BEGIN Supplied material

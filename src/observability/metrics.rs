//! Metrics collection and exposition.
//!
//! # Metrics
//! - `relay_rejections_total` (counter): rejected requests by reason
//! - `relay_rate_limited_total` (counter): requests dropped by the limiter
//! - `relay_forwarded_total` (counter): upstream deliveries by outcome
//! - `relay_forward_duration_seconds` (histogram): pipeline latency for
//!   requests that reached the forwarder

use std::net::SocketAddr;
use std::time::Instant;

use metrics::{counter, histogram};
use metrics_exporter_prometheus::PrometheusBuilder;

/// Install the Prometheus recorder with an exposition listener.
pub fn init_metrics(addr: SocketAddr) {
    match PrometheusBuilder::new().with_http_listener(addr).install() {
        Ok(()) => tracing::info!(address = %addr, "Metrics exporter listening"),
        Err(e) => tracing::error!(error = %e, "Failed to install metrics exporter"),
    }
}

pub fn record_rejection(reason: &'static str) {
    counter!("relay_rejections_total", "reason" => reason).increment(1);
}

pub fn record_rate_limited() {
    counter!("relay_rate_limited_total").increment(1);
}

pub fn record_forwarded(ok: bool, start: Instant) {
    let outcome = if ok { "delivered" } else { "upstream_error" };
    counter!("relay_forwarded_total", "outcome" => outcome).increment(1);
    histogram!("relay_forward_duration_seconds").record(start.elapsed().as_secs_f64());
}
//! Security subsystem.
//!
//! # Data Flow
//! ```text
//! Incoming request:
//!     → rate_limit.rs (per-IP fixed-window budget, 429 on exhaustion)
//!     → body size cap (tower-http, wired in http/server.rs)
//!     → headers.rs (CORS + security response headers)
//!     → Pass to handlers
//! ```
//!
//! # Design Decisions
//! - Fail closed: reject on any check failure
//! - Rate limiting runs before any other processing
//! - No trust in client input

pub mod headers;
pub mod rate_limit;
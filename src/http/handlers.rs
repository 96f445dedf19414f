//! Route handlers.
//!
//! `POST /send-message` runs the request gate as a linear decision tree:
//! auth check, content validation, forward. Rate limiting already happened
//! in middleware. No backtracking, no retries, no loops.

use std::net::SocketAddr;
use std::time::Instant;

use axum::{
    extract::{ConnectInfo, State},
    http::StatusCode,
    response::{IntoResponse, Response},
    Json,
};
use serde::Deserialize;
use serde_json::Value;

use crate::http::response::ApiError;
use crate::http::server::AppState;
use crate::observability::metrics;

/// Body of `POST /send-message`.
///
/// `text` stays an arbitrary JSON value so a non-string lands in the
/// invalid-input path instead of a deserialization rejection.
#[derive(Debug, Deserialize)]
pub struct SendMessageRequest {
    #[serde(default)]
    pub text: Option<Value>,

    #[serde(default, rename = "secretKey")]
    pub secret_key: Option<String>,
}

/// Liveness check.
pub async fn health() -> &'static str {
    "Telegram task relay is running (secure + task filter)"
}

/// The send-message pipeline: auth, validate, forward, mirror upstream.
pub async fn send_message(
    State(state): State<AppState>,
    ConnectInfo(addr): ConnectInfo<SocketAddr>,
    Json(request): Json<SendMessageRequest>,
) -> Result<Response, ApiError> {
    let start = Instant::now();
    let client = addr.ip();

    let supplied = request.secret_key.as_deref().unwrap_or("");
    if supplied.is_empty() || supplied != state.config.auth.secret {
        tracing::warn!(client = %client, "Unauthorized send-message request");
        return Err(ApiError::Unauthorized);
    }

    let text = state.policy.validate(request.text.as_ref()).map_err(|rejection| {
        tracing::warn!(client = %client, rejection = ?rejection, "Message rejected by policy");
        ApiError::from(rejection)
    })?;

    tracing::debug!(client = %client, chars = text.chars().count(), "Forwarding message");

    let result = state.forwarder.forward(text).await.map_err(|error| {
        tracing::error!(client = %client, error = %error, "Forwarding failed");
        ApiError::from(error)
    })?;

    metrics::record_forwarded(result.ok, start);

    // Mirror the upstream outcome: its JSON body verbatim, 200 on upstream
    // success and 500 otherwise.
    let status = if result.ok {
        StatusCode::OK
    } else {
        StatusCode::INTERNAL_SERVER_ERROR
    };
    Ok((status, Json(result.body)).into_response())
}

END Supplied material

— What this task involves —
Go through the entries above and copy each line holding the string "ConnectInfo".

— Written solution —
    extract::{ConnectInfo, State},
    ConnectInfo(addr): ConnectInfo<SocketAddr>,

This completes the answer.